One of the most original aspects of Part 6, then, is just how often is cuts back to Jason and keeps tabs on him, removing all of the withdrawal, reticence and mercuriality that characterised his presence up until Part 5. In The New Blood, Jason’s body is reframed as a new source of plastic horror, but here the effect tends to be comic, since after being so tactfully concealed for five movies, the frankness with which he appears in Jason Lives inevitably has a certain clownish quality, not least because this is also the closest Jason comes to actual facial expressions in this part of the franchise. Although he is still masked, many of the kills manage to imbue him with comic reaction shots, as he registers surprise at some small detail that doesn’t go to plan, or at the incongruity and inanity of his victims. At times, it almost feels like a comic book – I was reminded of the masked reaction shots in Deadpool – while the brilliantly incongruous and irreverent editing often recalls the early Zucker comedies as well, with the perfect and sudden transitions between horror and comedy transforming transitions themselves into a source of absurd and surreal humour.
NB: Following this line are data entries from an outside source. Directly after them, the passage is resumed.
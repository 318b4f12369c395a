//! Category repository

use async_trait::async_trait;
use crowdfund_common::RepositoryError;
use sqlx::PgPool;
use uuid::Uuid;

use super::RepoResult;
use crate::domain::entities::Category;

#[async_trait]
pub trait CategoryRepository: Send + Sync {
    /// All categories by title
    async fn list(&self) -> RepoResult<Vec<Category>>;

    async fn get_by_id(&self, id: Uuid) -> RepoResult<Option<Category>>;

    async fn get_by_slug(&self, slug: &str) -> RepoResult<Option<Category>>;

    async fn create(&self, category: &Category) -> RepoResult<Category>;

    /// Projects in the category keep existing, uncategorized
    async fn delete(&self, id: Uuid) -> RepoResult<bool>;
}

#[derive(Clone)]
pub struct PgCategoryRepository {
    pool: PgPool,
}

impl PgCategoryRepository {
    pub fn new(pool: PgPool) -> Self {
        Self { pool }
    }
}

#[async_trait]
impl CategoryRepository for PgCategoryRepository {
    async fn list(&self) -> RepoResult<Vec<Category>> {
        let categories = sqlx::query_as::<_, Category>(
            "SELECT id, title, slug, created_at FROM categories ORDER BY title ASC",
        )
        .fetch_all(&self.pool)
        .await?;

        Ok(categories)
    }

    async fn get_by_id(&self, id: Uuid) -> RepoResult<Option<Category>> {
        let category = sqlx::query_as::<_, Category>(
            "SELECT id, title, slug, created_at FROM categories WHERE id = $1",
        )
        .bind(id)
        .fetch_optional(&self.pool)
        .await?;

        Ok(category)
    }

    async fn get_by_slug(&self, slug: &str) -> RepoResult<Option<Category>> {
        let category = sqlx::query_as::<_, Category>(
            "SELECT id, title, slug, created_at FROM categories WHERE slug = $1",
        )
        .bind(slug)
        .fetch_optional(&self.pool)
        .await?;

        Ok(category)
    }

    async fn create(&self, category: &Category) -> RepoResult<Category> {
        let created = sqlx::query_as::<_, Category>(
            r#"
            INSERT INTO categories (id, title, slug, created_at)
            VALUES ($1, $2, $3, $4)
            RETURNING id, title, slug, created_at
            "#,
        )
        .bind(category.id)
        .bind(&category.title)
        .bind(&category.slug)
        .bind(category.created_at)
        .fetch_one(&self.pool)
        .await
        .map_err(RepositoryError::from_insert)?;

        Ok(created)
    }

    async fn delete(&self, id: Uuid) -> RepoResult<bool> {
        let result = sqlx::query("DELETE FROM categories WHERE id = $1")
            .bind(id)
            .execute(&self.pool)
            .await?;

        Ok(result.rows_affected() > 0)
    }
}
In particular, now that the repeated efforts to kill Jason are no longer tenable – and no longer terrifying – there’s a bit of a Naked Gun vibe to the way people just keep coming at him, in what increasingly feel like a series of slapstick repetition-gags than a tribute to Jason’s austerity and sublimity.
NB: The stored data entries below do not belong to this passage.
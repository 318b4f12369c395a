//! Campaigns domain: projects, categories, rewards, backers, pledges
//!
//! Public HTML views, the session-threaded backing workflow, and the staff
//! admin API all live here.

pub mod api;
pub mod domain;
pub mod repository;

// Re-export domain types at the crate root for convenience
pub use domain::entities::*;
pub use domain::state::{PledgeEvent, PledgeGuardContext, PledgeStateMachine};
pub use domain::validation::{
    slugify, validate_pledge_form, validate_slug, PledgeForm, PledgeFormErrors, ValidPledge,
};

// Re-export repository types
pub use repository::{
    BackerRepository, CampaignRepositories, CategoryRepository, PledgeRepository, PledgeTotals,
    ProjectRepository, Reservation, RewardRepository,
};

// Re-export API types
pub use api::content::{
    ContentPipeline, ContentRequest, FinalizeContent, Finalized, PrepareContent, Prepared,
    ProjectCacheControl, ScheduledProjectGate,
};
pub use api::routes;
pub use api::session::PledgeSession;
pub use api::CampaignsState;
//! Reward repository

use async_trait::async_trait;
use crowdfund_common::RepositoryError;
use sqlx::PgPool;
use uuid::Uuid;

use super::RepoResult;
use crate::domain::entities::{Reward, RewardAvailability};

#[async_trait]
pub trait RewardRepository: Send + Sync {
    /// Rewards of a project in display order
    async fn list_for_project(&self, project_id: Uuid) -> RepoResult<Vec<Reward>>;

    /// Rewards of a project with the number of pledges claiming each
    async fn availability(&self, project_id: Uuid) -> RepoResult<Vec<RewardAvailability>>;

    async fn get_by_id(&self, id: Uuid) -> RepoResult<Option<Reward>>;

    async fn create(&self, reward: &Reward) -> RepoResult<Reward>;

    async fn update(&self, reward: &Reward) -> RepoResult<Reward>;

    /// Pledges that claimed the reward keep existing without one
    async fn delete(&self, id: Uuid) -> RepoResult<bool>;
}

#[derive(Clone)]
pub struct PgRewardRepository {
    pool: PgPool,
}

impl PgRewardRepository {
    pub fn new(pool: PgPool) -> Self {
        Self { pool }
    }
}

#[async_trait]
impl RewardRepository for PgRewardRepository {
    async fn list_for_project(&self, project_id: Uuid) -> RepoResult<Vec<Reward>> {
        let rewards = sqlx::query_as::<_, Reward>(
            r#"
            SELECT id, project_id, minimum, description, quantity, position, created_at
            FROM rewards
            WHERE project_id = $1
            ORDER BY position ASC, minimum ASC
            "#,
        )
        .bind(project_id)
        .fetch_all(&self.pool)
        .await?;

        Ok(rewards)
    }

    async fn availability(&self, project_id: Uuid) -> RepoResult<Vec<RewardAvailability>> {
        let rows = sqlx::query_as::<_, RewardAvailability>(
            r#"
            SELECT r.id, r.project_id, r.minimum, r.description, r.quantity, r.position,
                   r.created_at, COUNT(p.id) AS pledged
            FROM rewards r
            LEFT JOIN pledges p ON p.reward_id = r.id
            WHERE r.project_id = $1
            GROUP BY r.id
            ORDER BY r.position ASC, r.minimum ASC
            "#,
        )
        .bind(project_id)
        .fetch_all(&self.pool)
        .await?;

        Ok(rows)
    }

    async fn get_by_id(&self, id: Uuid) -> RepoResult<Option<Reward>> {
        let reward = sqlx::query_as::<_, Reward>(
            r#"
            SELECT id, project_id, minimum, description, quantity, position, created_at
            FROM rewards
            WHERE id = $1
            "#,
        )
        .bind(id)
        .fetch_optional(&self.pool)
        .await?;

        Ok(reward)
    }

    async fn create(&self, reward: &Reward) -> RepoResult<Reward> {
        let created = sqlx::query_as::<_, Reward>(
            r#"
            INSERT INTO rewards (id, project_id, minimum, description, quantity, position, created_at)
            VALUES ($1, $2, $3, $4, $5, $6, $7)
            RETURNING id, project_id, minimum, description, quantity, position, created_at
            "#,
        )
        .bind(reward.id)
        .bind(reward.project_id)
        .bind(reward.minimum)
        .bind(&reward.description)
        .bind(reward.quantity)
        .bind(reward.order)
        .bind(reward.created_at)
        .fetch_one(&self.pool)
        .await
        .map_err(RepositoryError::from_insert)?;

        Ok(created)
    }

    async fn update(&self, reward: &Reward) -> RepoResult<Reward> {
        let updated = sqlx::query_as::<_, Reward>(
            r#"
            UPDATE rewards
            SET minimum = $2, description = $3, quantity = $4, position = $5
            WHERE id = $1
            RETURNING id, project_id, minimum, description, quantity, position, created_at
            "#,
        )
        .bind(reward.id)
        .bind(reward.minimum)
        .bind(&reward.description)
        .bind(reward.quantity)
        .bind(reward.order)
        .fetch_optional(&self.pool)
        .await?;

        updated.ok_or(RepositoryError::NotFound)
    }

    async fn delete(&self, id: Uuid) -> RepoResult<bool> {
        let result = sqlx::query("DELETE FROM rewards WHERE id = $1")
            .bind(id)
            .execute(&self.pool)
            .await?;

        Ok(result.rows_affected() > 0)
    }
}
For all the raucous comedy, though, the great achievement of Jason Lives is that it nevertheless manages to conclude with one of the most terrifying images in the franchise so far. After the latest incarnation of Tommy sets Camp Crystal Lake on fire and chains Jason to a rock, the film concludes with the spectacle of this most insatiable of slashers anchored to the bottom of the Lake, watching and waiting. For a series that has been so driven by spatial imagination, this final spectacle represents a new imaginative expansion that arguably only finds its fulfilment in 2002’s Jason X, which is set in outer space. For the moment, however, it beautifully gestures towards The New Blood as an even more fully-formed monster movie as well as the first point in the series at which we start to glimpse a science-fictional aesthetic, even as Jason Lives remains the high watermark for the series’ comic ambitions, and one of the greatest screwball comedies of the 1980s.